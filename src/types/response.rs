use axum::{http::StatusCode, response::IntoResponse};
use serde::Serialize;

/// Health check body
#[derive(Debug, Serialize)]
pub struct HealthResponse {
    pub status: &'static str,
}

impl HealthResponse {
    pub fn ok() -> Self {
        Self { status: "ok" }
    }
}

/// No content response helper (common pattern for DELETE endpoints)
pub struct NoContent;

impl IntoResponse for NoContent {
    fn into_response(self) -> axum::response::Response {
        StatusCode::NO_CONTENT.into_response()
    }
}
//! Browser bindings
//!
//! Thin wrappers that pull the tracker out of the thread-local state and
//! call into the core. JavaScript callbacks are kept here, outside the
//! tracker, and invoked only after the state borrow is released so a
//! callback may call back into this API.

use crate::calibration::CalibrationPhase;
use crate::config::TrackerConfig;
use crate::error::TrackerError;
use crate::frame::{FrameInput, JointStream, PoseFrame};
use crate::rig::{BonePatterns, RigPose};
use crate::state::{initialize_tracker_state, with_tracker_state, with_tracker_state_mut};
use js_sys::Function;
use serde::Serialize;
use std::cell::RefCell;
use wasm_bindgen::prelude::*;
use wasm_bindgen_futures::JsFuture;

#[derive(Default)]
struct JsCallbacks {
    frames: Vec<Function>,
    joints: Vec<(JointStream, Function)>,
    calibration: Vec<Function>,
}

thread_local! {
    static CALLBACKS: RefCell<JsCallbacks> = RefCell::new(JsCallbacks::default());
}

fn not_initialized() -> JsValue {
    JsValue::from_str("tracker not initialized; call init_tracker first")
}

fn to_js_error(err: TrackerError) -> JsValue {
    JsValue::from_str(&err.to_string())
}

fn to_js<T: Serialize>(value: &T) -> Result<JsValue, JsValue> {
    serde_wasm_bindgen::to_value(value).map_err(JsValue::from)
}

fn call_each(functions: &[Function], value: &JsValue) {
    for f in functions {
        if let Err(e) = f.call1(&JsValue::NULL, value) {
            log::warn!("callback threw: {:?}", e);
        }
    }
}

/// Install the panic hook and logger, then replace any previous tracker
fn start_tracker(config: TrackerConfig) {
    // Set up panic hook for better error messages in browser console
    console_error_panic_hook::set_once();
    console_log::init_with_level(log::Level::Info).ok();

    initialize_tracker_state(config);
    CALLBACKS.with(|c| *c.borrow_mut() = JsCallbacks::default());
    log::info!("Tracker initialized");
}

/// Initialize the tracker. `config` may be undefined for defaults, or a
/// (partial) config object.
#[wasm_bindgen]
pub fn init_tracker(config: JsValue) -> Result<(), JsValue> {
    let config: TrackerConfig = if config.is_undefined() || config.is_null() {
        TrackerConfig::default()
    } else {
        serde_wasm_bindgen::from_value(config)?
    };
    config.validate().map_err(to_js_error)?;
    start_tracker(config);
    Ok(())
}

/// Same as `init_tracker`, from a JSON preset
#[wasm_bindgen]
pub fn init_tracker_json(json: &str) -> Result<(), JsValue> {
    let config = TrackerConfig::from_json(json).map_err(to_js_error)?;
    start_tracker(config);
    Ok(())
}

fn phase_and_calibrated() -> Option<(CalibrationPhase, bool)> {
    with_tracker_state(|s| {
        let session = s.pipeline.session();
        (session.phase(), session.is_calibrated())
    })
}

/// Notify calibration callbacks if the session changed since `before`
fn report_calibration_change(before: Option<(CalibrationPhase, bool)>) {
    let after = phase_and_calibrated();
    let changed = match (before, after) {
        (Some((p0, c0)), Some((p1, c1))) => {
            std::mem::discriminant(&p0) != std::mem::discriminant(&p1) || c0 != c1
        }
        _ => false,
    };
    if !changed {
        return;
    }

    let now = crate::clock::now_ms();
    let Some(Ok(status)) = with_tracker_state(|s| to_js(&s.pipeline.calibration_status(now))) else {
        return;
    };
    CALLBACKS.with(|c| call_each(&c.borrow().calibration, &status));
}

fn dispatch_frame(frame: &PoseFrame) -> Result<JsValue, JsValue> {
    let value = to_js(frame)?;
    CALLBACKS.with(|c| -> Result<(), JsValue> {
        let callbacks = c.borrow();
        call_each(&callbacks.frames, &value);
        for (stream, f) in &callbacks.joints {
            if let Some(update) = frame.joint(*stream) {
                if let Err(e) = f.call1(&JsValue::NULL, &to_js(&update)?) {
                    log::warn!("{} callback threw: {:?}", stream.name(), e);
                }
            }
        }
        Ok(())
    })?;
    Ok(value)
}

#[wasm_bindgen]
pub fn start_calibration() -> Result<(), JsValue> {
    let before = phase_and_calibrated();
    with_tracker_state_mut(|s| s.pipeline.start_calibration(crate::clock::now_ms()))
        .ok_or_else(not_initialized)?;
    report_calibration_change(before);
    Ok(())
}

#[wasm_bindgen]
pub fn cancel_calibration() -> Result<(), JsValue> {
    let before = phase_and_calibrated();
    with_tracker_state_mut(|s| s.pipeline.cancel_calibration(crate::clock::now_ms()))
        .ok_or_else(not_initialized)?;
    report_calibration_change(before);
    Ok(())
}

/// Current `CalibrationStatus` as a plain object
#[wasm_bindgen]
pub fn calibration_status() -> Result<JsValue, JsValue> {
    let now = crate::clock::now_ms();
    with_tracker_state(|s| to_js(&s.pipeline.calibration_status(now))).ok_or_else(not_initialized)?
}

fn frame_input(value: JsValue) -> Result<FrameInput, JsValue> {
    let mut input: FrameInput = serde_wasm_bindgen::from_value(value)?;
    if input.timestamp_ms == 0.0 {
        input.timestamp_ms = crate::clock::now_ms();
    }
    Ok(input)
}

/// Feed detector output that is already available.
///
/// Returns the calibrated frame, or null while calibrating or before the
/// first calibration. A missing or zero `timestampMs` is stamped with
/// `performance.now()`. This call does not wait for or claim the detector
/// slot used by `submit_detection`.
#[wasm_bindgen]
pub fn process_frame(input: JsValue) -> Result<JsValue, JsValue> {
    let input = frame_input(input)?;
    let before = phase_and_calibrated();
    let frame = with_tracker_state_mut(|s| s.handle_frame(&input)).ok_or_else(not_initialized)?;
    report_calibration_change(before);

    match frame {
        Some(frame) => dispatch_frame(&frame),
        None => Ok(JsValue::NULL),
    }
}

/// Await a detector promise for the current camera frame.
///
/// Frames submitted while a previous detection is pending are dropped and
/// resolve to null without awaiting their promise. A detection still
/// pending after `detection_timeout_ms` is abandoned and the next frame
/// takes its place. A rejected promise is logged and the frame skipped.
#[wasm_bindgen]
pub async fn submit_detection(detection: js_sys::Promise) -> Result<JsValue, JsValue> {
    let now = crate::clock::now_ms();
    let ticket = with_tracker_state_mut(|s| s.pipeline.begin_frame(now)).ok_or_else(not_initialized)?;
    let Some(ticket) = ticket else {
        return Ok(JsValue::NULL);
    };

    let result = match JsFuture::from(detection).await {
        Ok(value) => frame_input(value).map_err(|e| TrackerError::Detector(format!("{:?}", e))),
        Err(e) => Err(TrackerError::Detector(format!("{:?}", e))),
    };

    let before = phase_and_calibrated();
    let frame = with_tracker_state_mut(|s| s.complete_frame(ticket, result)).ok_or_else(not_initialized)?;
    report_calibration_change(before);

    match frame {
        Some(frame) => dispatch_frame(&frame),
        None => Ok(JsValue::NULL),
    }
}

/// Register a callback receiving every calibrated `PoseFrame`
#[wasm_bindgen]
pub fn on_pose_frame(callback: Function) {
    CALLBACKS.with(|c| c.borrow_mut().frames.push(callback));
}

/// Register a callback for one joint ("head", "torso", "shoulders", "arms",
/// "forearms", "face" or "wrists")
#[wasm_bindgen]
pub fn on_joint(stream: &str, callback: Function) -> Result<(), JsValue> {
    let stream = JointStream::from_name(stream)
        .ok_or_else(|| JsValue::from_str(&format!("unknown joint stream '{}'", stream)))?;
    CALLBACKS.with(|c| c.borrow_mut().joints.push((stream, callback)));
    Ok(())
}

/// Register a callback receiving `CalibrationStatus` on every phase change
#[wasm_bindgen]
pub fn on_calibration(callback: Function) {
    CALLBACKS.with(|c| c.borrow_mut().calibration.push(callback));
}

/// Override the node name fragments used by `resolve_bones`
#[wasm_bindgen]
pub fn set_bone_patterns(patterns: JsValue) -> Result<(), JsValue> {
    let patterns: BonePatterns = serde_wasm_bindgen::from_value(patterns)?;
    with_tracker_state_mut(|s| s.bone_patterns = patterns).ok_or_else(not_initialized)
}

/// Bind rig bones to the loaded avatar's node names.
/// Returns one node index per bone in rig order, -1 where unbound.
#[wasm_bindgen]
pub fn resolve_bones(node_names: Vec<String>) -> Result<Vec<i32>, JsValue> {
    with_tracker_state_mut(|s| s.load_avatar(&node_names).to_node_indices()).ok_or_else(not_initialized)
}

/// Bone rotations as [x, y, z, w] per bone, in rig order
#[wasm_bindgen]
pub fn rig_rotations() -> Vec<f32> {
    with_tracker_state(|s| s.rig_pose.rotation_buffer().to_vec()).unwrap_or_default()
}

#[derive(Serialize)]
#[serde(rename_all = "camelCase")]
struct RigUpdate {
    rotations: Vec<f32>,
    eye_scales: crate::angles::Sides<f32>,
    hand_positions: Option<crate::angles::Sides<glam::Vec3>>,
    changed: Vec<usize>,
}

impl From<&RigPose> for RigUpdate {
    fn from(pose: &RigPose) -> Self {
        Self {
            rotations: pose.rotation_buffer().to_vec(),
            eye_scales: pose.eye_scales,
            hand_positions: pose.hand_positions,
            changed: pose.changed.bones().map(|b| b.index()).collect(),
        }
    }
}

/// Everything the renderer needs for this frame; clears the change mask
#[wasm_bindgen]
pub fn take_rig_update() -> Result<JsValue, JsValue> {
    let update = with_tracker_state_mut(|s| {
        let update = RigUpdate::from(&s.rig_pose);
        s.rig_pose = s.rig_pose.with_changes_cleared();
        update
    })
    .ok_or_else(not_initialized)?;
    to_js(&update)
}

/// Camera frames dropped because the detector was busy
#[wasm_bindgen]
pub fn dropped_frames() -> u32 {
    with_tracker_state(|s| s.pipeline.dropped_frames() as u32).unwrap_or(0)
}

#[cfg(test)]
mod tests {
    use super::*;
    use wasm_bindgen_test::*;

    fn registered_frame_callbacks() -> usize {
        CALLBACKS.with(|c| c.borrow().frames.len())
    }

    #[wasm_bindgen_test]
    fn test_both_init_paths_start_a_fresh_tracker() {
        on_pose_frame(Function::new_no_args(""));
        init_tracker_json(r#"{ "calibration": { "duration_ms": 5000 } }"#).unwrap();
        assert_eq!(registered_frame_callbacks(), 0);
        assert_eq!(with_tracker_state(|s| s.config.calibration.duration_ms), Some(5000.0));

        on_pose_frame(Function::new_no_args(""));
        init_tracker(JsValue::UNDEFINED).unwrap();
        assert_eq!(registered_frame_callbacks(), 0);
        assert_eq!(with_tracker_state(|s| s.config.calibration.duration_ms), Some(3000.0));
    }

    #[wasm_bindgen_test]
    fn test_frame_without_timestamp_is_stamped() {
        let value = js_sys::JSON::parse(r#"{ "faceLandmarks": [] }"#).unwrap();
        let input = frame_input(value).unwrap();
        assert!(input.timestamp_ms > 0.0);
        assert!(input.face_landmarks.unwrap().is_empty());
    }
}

================

→ What is needed
What is needed is each line from the records with the word "Sides" in it.

→ Exercise output
    eye_scales: crate::angles::Sides<f32>,
    hand_positions: Option<crate::angles::Sides<glam::Vec3>>,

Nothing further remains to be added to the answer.